## Work request
For the material that follows, tally the lines holding "index" and give the total alone.

## Available records
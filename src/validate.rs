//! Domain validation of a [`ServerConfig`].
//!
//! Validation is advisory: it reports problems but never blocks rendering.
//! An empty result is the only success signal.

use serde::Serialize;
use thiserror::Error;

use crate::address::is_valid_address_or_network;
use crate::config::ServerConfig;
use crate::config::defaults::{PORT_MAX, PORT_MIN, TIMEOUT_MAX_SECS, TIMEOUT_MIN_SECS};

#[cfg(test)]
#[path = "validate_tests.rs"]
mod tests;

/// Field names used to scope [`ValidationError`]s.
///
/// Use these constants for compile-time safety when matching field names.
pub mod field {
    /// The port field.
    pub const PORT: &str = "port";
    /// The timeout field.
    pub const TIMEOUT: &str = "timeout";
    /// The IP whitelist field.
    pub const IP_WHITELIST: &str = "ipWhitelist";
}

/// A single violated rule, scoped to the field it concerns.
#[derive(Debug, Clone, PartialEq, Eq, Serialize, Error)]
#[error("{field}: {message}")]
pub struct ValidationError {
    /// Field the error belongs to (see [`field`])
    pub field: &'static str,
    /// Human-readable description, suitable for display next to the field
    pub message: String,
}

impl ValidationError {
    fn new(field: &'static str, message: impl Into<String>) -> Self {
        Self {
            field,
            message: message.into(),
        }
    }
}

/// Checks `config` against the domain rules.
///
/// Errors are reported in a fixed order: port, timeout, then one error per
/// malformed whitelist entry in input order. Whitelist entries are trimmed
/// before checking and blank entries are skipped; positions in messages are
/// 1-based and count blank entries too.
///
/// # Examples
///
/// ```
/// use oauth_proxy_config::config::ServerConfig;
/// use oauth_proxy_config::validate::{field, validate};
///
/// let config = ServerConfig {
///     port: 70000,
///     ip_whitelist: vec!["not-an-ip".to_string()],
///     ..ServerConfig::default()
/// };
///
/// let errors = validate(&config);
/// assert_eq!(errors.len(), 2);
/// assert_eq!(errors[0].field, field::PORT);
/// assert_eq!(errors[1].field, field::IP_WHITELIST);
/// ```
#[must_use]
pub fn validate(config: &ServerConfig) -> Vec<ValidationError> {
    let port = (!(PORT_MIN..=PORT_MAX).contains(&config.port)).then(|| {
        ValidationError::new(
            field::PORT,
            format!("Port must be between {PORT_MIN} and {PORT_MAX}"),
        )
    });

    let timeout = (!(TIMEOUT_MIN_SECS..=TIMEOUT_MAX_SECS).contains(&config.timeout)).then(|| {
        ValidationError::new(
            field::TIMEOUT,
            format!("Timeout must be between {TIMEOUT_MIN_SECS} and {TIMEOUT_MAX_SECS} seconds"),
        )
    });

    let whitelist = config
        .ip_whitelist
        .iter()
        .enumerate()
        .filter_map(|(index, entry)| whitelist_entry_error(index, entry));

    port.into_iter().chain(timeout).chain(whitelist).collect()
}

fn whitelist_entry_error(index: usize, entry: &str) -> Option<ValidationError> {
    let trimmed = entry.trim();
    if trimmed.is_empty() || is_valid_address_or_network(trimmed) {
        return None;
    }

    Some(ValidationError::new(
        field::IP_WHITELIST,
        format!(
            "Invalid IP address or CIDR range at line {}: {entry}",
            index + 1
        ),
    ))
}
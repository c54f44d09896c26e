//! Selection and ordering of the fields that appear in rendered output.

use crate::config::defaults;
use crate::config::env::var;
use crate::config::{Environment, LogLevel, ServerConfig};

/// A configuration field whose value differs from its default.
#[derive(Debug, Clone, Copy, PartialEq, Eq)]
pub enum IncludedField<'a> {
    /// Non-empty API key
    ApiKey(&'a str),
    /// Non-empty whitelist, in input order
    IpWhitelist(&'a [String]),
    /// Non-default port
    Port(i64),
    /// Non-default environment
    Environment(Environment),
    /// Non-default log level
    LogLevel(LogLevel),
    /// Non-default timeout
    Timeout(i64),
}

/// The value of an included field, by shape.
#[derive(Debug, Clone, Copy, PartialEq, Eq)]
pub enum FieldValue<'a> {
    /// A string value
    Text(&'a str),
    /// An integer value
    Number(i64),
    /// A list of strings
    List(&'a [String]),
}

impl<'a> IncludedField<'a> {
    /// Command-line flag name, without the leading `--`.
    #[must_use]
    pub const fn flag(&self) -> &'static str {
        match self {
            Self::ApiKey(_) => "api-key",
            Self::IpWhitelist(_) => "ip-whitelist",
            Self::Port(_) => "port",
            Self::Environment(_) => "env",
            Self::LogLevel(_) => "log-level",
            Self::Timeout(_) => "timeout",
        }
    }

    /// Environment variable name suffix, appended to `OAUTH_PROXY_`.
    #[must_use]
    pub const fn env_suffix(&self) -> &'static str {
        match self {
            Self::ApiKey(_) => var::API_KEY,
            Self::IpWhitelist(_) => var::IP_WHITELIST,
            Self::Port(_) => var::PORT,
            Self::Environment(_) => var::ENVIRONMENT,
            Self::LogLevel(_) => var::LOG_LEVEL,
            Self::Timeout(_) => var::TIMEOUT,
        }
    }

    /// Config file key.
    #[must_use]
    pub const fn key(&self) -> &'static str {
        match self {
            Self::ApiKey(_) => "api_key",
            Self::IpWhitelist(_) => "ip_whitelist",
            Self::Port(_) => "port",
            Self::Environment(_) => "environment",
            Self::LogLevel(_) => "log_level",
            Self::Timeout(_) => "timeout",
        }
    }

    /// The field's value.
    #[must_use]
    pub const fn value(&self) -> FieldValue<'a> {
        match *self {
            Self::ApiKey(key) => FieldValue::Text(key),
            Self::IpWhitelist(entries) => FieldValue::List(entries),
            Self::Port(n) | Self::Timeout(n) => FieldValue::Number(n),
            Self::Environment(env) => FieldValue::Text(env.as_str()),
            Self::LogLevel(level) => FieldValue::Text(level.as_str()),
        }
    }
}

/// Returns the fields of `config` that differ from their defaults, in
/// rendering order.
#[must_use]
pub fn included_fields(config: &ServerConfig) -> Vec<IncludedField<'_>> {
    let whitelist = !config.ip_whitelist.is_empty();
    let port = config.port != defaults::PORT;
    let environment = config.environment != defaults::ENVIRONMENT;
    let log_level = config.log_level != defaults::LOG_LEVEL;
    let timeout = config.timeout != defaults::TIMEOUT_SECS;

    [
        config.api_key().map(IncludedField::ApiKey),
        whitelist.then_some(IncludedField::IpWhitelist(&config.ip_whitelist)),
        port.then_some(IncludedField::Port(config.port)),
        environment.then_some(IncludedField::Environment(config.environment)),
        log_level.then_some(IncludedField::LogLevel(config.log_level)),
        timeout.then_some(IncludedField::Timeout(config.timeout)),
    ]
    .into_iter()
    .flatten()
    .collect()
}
==
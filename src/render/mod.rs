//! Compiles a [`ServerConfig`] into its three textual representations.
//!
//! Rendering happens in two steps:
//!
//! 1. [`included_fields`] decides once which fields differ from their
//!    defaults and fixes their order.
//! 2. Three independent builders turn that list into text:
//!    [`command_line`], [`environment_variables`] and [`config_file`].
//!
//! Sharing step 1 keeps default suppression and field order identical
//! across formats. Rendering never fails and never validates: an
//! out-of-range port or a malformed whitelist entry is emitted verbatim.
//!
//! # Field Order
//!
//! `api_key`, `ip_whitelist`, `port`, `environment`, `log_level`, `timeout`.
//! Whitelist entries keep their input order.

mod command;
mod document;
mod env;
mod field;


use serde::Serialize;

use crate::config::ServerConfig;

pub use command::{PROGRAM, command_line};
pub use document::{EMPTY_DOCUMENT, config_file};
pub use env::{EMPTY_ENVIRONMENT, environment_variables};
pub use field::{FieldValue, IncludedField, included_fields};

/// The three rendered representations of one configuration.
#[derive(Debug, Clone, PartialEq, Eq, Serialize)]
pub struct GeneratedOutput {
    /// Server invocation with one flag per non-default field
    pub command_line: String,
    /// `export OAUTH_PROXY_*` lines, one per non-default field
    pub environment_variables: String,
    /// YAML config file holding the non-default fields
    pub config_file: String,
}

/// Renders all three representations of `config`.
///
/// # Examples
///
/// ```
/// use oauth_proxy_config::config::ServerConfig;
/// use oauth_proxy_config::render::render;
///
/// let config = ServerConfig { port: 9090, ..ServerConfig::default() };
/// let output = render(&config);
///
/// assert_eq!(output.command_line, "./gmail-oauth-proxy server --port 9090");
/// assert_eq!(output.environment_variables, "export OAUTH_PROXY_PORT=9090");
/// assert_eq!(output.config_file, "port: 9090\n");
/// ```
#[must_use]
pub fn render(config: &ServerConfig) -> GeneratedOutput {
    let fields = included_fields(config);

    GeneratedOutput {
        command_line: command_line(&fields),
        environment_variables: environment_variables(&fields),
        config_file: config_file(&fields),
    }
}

## Exercise response
3